== Assignment ==
Reproduce only what lies between the first line of the material below and the line containing "or directory rename.", with both of those lines included and every line kept exact.

== The input ==
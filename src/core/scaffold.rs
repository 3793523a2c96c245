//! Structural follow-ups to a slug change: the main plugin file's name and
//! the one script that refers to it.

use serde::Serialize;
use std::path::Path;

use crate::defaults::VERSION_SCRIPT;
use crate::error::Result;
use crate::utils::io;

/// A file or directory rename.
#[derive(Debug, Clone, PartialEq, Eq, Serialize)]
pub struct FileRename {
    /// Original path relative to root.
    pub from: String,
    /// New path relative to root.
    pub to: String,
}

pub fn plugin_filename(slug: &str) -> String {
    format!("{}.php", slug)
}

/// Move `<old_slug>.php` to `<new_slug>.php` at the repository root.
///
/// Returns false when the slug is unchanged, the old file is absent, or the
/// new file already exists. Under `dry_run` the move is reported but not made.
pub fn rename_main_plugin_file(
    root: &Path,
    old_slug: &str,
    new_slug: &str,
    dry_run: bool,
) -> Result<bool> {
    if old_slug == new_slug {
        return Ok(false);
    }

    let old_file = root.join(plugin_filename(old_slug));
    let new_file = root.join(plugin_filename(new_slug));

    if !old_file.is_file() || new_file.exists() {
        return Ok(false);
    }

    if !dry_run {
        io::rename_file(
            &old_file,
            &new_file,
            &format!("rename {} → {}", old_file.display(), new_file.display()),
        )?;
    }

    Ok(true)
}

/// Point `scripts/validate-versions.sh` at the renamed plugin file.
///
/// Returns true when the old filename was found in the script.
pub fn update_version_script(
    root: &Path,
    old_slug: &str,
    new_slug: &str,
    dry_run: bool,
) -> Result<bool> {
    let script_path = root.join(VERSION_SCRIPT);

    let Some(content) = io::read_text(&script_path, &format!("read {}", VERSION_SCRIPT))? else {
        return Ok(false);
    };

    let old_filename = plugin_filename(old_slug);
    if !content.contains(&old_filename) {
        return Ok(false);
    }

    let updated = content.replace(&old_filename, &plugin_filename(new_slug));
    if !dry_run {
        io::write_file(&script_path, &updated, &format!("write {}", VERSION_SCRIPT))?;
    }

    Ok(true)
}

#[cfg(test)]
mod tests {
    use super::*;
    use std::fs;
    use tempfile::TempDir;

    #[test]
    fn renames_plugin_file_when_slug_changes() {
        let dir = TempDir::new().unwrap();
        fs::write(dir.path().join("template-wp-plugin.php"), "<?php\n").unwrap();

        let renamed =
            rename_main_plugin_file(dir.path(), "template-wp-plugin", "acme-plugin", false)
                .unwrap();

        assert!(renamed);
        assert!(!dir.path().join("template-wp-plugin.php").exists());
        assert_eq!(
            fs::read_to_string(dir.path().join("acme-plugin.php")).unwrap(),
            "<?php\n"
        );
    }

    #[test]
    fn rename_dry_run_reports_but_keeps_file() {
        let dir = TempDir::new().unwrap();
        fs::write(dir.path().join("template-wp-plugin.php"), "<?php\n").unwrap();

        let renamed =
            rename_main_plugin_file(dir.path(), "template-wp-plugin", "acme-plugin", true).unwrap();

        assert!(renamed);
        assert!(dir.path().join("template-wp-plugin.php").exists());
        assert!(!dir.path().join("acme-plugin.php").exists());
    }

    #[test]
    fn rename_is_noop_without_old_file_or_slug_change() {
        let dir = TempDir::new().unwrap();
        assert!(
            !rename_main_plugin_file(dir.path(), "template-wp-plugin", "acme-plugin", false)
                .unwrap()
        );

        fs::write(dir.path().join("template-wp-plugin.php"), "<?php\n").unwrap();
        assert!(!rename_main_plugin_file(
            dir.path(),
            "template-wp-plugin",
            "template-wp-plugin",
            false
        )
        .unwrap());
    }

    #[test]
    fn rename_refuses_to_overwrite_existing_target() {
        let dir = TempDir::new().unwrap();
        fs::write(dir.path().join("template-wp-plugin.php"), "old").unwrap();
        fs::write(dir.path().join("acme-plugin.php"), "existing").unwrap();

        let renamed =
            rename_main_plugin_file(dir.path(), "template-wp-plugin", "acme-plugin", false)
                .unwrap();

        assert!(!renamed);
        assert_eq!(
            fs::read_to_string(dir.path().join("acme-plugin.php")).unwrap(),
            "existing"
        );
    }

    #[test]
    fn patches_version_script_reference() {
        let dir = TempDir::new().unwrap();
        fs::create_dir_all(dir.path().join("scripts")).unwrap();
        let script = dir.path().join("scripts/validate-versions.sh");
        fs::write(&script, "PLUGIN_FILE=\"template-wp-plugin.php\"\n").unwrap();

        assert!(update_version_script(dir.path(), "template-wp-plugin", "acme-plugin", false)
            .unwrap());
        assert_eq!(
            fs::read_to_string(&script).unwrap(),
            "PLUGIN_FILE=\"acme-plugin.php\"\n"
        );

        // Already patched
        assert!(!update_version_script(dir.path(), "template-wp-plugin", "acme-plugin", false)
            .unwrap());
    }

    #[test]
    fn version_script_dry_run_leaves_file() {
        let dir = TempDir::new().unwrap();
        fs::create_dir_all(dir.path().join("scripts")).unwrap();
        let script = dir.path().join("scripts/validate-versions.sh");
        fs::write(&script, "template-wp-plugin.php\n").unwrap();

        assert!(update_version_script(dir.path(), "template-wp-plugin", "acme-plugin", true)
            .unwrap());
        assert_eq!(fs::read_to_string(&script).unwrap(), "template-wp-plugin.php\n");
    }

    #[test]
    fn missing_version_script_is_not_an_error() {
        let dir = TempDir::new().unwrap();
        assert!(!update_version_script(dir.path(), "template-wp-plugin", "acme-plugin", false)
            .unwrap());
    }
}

== Reply to the exercise ==
filename src/core/scaffold.rs
repository 3793523a2c96c245
//! Structural follow-ups to a slug change: the main plugin file's name and
//! the one script that refers to it.

use serde::Serialize;
use std::path::Path;

use crate::defaults::VERSION_SCRIPT;
use crate::error::Result;
use crate::utils::io;

/// A file or directory rename.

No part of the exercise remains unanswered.